» WHAT YOU WILL DO:
Search the records below for the string "RankingEntry" and report only the number of lines that contain it.

» GIVEN DATA:
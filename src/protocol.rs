#![cfg(feature = "std")]
//! Wire messages and the server-side API they carry.

use serde::{Deserialize, Serialize};

use crate::common::Coord;
use crate::ranking::RankingEntry;

/// Bumped whenever `Message` changes shape.
pub const PROTOCOL_VERSION: u16 = 1;

/// Answer to a score submission.
#[derive(Debug, Clone, PartialEq, Eq, Serialize, Deserialize)]
pub struct ScoreReceipt {
    pub accepted: bool,
    /// Validation error shown to the client when `accepted` is false.
    pub reason: Option<String>,
}

impl ScoreReceipt {
    pub fn accepted() -> Self {
        Self {
            accepted: true,
            reason: None,
        }
    }

    pub fn rejected(reason: impl Into<String>) -> Self {
        Self {
            accepted: false,
            reason: Some(reason.into()),
        }
    }
}

/// Messages exchanged between a game client and the NavyWar server.
#[derive(Debug, Clone, PartialEq, Eq, Serialize, Deserialize)]
pub enum Message {
    /// Opens a session; the server echoes it back.
    Hello { version: u16 },
    /// Forget the computer's previous attacks and start a match on a
    /// `board_size` board.
    ResetGame { board_size: usize },
    ResetAck,
    ComputerMoveReq,
    ComputerMoveResp(Coord),
    RankingReq,
    RankingResp(Vec<RankingEntry>),
    SubmitScore {
        name: Option<String>,
        score: Option<u32>,
    },
    SubmitScoreResp(ScoreReceipt),
    /// The request failed on the server.
    Error { reason: String },
}

/// Services a match needs from the server.
#[async_trait::async_trait]
pub trait GameServer: Send {
    /// Clear per-match server state before a new match.
    async fn reset_match(&mut self, board_size: usize) -> anyhow::Result<()>;
    /// A cell of the human board the computer has not attacked in this match.
    async fn request_computer_move(&mut self) -> anyhow::Result<Coord>;
    /// Ranking, best first.
    async fn fetch_ranking(&mut self) -> anyhow::Result<Vec<RankingEntry>>;
    /// Add a result to the ranking.
    async fn submit_score(
        &mut self,
        name: Option<String>,
        score: Option<u32>,
    ) -> anyhow::Result<ScoreReceipt>;
}

#[async_trait::async_trait]
impl<S: GameServer + ?Sized> GameServer for Box<S> {
    async fn reset_match(&mut self, board_size: usize) -> anyhow::Result<()> {
        (**self).reset_match(board_size).await
    }

    async fn request_computer_move(&mut self) -> anyhow::Result<Coord> {
        (**self).request_computer_move().await
    }

    async fn fetch_ranking(&mut self) -> anyhow::Result<Vec<RankingEntry>> {
        (**self).fetch_ranking().await
    }

    async fn submit_score(
        &mut self,
        name: Option<String>,
        score: Option<u32>,
    ) -> anyhow::Result<ScoreReceipt> {
        (**self).submit_score(name, score).await
    }
}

» ANSWER BOX:
4